TASK. Report each line from the listing that the string "options" appears in.

DATA LISTING.
/// Error-kind taxonomy shared on the wire between agents, REST and CSI.
#[derive(
    Serialize, Deserialize, Debug, Clone, Eq, PartialEq, strum_macros::ToString,
)]
pub enum ReplyErrorKind {
    /// Bad user input
    InvalidArgument,
    /// Resource already exists with incompatible parameters
    AlreadyExists,
    /// Resource not found
    NotFound,
    /// No suitable resources to satisfy the request
    ResourceExhausted,
    /// Operation invalid in the object's current state
    FailedPrecondition,
    /// Control plane still warming up
    Unavailable,
    /// RPC failure or unexpected bug
    Internal,
    /// Feature intentionally not implemented (resize, snapshots, ...)
    Unimplemented,
    /// An in-flight request was superseded and cancelled
    Cancelled,
    /// Per-call deadline exceeded
    Timeout,
    /// Alias used when propagating gRPC's own deadline-exceeded code
    DeadlineExceeded,
    /// Operation aborted
    Aborted,
    /// Value outside the accepted range
    OutOfRange,
    /// Caller lacks permission
    PermissionDenied,
    /// Caller not authenticated
    Unauthenticated,
}

/// Error returned over the bus in place of a successful reply.
#[derive(Serialize, Deserialize, Debug, Clone)]
pub struct ReplyError {
    /// Coarse-grained error kind
    pub kind: ReplyErrorKind,
    /// Resource the error pertains to
    pub resource: ResourceKind,
    /// Short, stable description
    pub source: String,
    /// Full error chain, for logs/diagnostics only
    pub extra: String,
}
impl std::fmt::Display for ReplyError {
    fn fmt(&self, f: &mut std::fmt::Formatter<'_>) -> std::fmt::Result {
        write!(f, "{}: {}", self.source, self.extra)
    }
}
impl std::error::Error for ReplyError {}

/// Low level bus send/receive error.
#[derive(Debug, Snafu)]
#[allow(missing_docs)]
pub enum Error {
    #[snafu(display("Failed to serialise request for channel '{}'", channel))]
    SerializeSend {
        channel: Channel,
        source: serde_json::Error,
    },
    #[snafu(display("Failed to deserialise reply for request '{:?}'", request))]
    DeserializeReceive {
        request: Result<String, serde_json::Error>,
        reply: Result<String, std::string::FromUtf8Error>,
        source: serde_json::Error,
    },
    #[snafu(display("Peer replied with an error"))]
    ReplyWithError { source: ReplyError },
    #[snafu(display("Failed to connect to the message bus at '{}'", url))]
    Connect {
        url: String,
        source: std::io::Error,
    },
    #[snafu(display("Failed to publish on channel '{}'", channel))]
    Publish {
        channel: Channel,
        source: std::io::Error,
    },
    #[snafu(display("Timed out waiting for a reply on channel '{}'", channel))]
    RequestTimeout { channel: Channel },
    #[snafu(display("Message bus has not been initialised"))]
    Uninitialised {},
    #[snafu(display("Failed to subscribe on channel '{}'", channel))]
    Subscribe {
        channel: Channel,
        source: std::io::Error,
    },
    #[snafu(display("Failed to deserialise inbound request"))]
    DeserializeRequest { source: serde_json::Error },
}

/// Result of a bus send/receive operation.
pub type BusResult<T> = Result<T, Error>;

/// Single reply frame coming back off the bus.
pub struct BusMessage {
    /// Raw reply payload
    pub data: Vec<u8>,
}

/// Transport used to carry request/reply and publish traffic.
#[async_trait]
pub trait Bus: Send + Sync {
    /// Fire-and-forget publish
    async fn publish(&self, channel: Channel, payload: &[u8]) -> BusResult<()>;
    /// Request/reply with an optional timeout override
    async fn request(
        &self,
        channel: Channel,
        payload: &[u8],
        options: Option<TimeoutOptions>,
    ) -> BusResult<BusMessage>;
    /// Subscribe to every request/publish landing on `channel`; used by
    /// agents to serve requests rather than make them.
    async fn subscribe(&self, channel: Channel) -> BusResult<BusSubscription>;
}

/// Shared handle to the active bus transport.
pub type DynBus = Arc<dyn Bus>;

/// A single inbound message delivered to a subscriber. Requests carry an
/// implicit reply subject; publishes (fire-and-forget) do not, and
/// `respond` is then a no-op.
pub struct InboundMessage {
    /// Raw message payload
    pub data: Vec<u8>,
    reply_subject: Option<String>,
    conn: Option<nats::Connection>,
}
impl InboundMessage {
    /// Send `data` back to the requester, if this message expects a reply.
    pub async fn respond(&self, data: Vec<u8>) -> BusResult<()> {
        if let (Some(subject), Some(conn)) = (&self.reply_subject, &self.conn)
        {
            let conn = conn.clone();
            let subject = subject.clone();
            tokio::task::spawn_blocking(move || conn.publish(&subject, data))
                .await
                .expect("blocking nats::publish task panicked")
                .map_err(|source| Error::Publish {
                    channel: Channel::v0(v0::ChannelVs::Default),
                    source,
                })?;
        }
        Ok(())
    }

    /// Peek the message id carried in the envelope without committing to a
    /// payload type; used by `Service` to route an inbound message to the
    /// subscriber that declared it in its `filter()`.
    pub fn id(&self) -> BusResult<MessageId> {
        #[derive(Deserialize)]
        struct Envelope {
            id: MessageId,
        }
        let envelope: Envelope = serde_json::from_slice(&self.data)
            .context(DeserializeRequest {})?;
        Ok(envelope.id)
    }
}

/// A typed view of an `InboundMessage`, obtained via `TryFrom`. Borrows the
/// original message so it can still be used to send a reply.
pub struct ReceivedMessage<'a, T> {
    request: T,
    inbound: &'a InboundMessage,
}
impl<'a, T> ReceivedMessage<'a, T> {
    /// The deserialised request payload
    pub fn inner(&self) -> &T {
        &self.request
    }
    /// Send `reply` back to the requester on its implicit reply subject.
    pub async fn reply<R: Serialize + Send + Sync>(
        &self,
        reply: R,
    ) -> BusResult<()> {
        let payload = ReplyPayload(Ok(reply));
        let data = serde_json::to_vec(&payload).context(SerializeSend {
            channel: Channel::v0(v0::ChannelVs::Default),
        })?;
        self.inbound.respond(data).await
    }
}
impl<'a, T: DeserializeOwned> std::convert::TryFrom<&'a InboundMessage>
    for ReceivedMessage<'a, T>
{
    type Error = Error;
    fn try_from(inbound: &'a InboundMessage) -> Result<Self, Self::Error> {
        #[derive(Deserialize)]
        struct Envelope<T> {
            data: T,
        }
        let envelope: Envelope<T> = serde_json::from_slice(&inbound.data)
            .context(DeserializeRequest {})?;
        Ok(Self {
            request: envelope.data,
            inbound,
        })
    }
}

/// A live subscription on one channel; yields inbound messages in arrival
/// order until the underlying connection is torn down.
pub struct BusSubscription {
    rx: tokio::sync::mpsc::UnboundedReceiver<InboundMessage>,
}
impl BusSubscription {
    /// Await the next inbound message, or `None` once the subscription ends.
    pub async fn next(&mut self) -> Option<InboundMessage> {
        self.rx.recv().await
    }
}

/// A message that can be sent over the bus: carries its own message id,
/// default channel, and reply type. Implemented via the `bus_impl_*!`
/// macros for every request/publish payload in `v0`.
#[async_trait]
pub trait Message: Sync + Send {
    /// Reply payload type
    type Reply: DeserializeOwned + Default + Sync + Send;

    /// This message's id
    fn id(&self) -> MessageId;
    /// This message's default channel
    fn channel(&self) -> Channel;

    /// Fire-and-forget publish on the default channel
    async fn publish(&self) -> BusResult<()>;
    /// Request/reply on the default channel
    async fn request(&self) -> BusResult<Self::Reply>;
    /// Request/reply on an explicit channel
    async fn request_on<C: Into<Channel> + Send>(
        &self,
        channel: C,
    ) -> BusResult<Self::Reply>;
    /// Request/reply on the default channel with explicit timeout options
    async fn request_ext(
        &self,
        options: TimeoutOptions,
    ) -> BusResult<Self::Reply>;
    /// Request/reply on an explicit channel with explicit timeout options
    async fn request_on_ext<C: Into<Channel> + Send>(
        &self,
        channel: C,
        options: TimeoutOptions,
    ) -> BusResult<Self::Reply>;
}

static BUS: once_cell::sync::OnceCell<DynBus> = once_cell::sync::OnceCell::new();

/// Initialise the global message bus handle. Must be called once at process
/// startup before any `Message::request`/`publish` call.
pub async fn message_bus_init(url: String) {
    let bus = nats_bus::NatsBus::connect(&url)
        .await
        .unwrap_or_else(|e| panic!("Failed to connect to nats at '{}': {}", url, e));
    BUS.set(Arc::new(bus))
        .unwrap_or_else(|_| panic!("Message bus was already initialised"));
}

ANSWER TO THE PROBLEM.
        options: Option<TimeoutOptions>,
    /// Request/reply on the default channel with explicit timeout options
        options: TimeoutOptions,
    /// Request/reply on an explicit channel with explicit timeout options
        options: TimeoutOptions,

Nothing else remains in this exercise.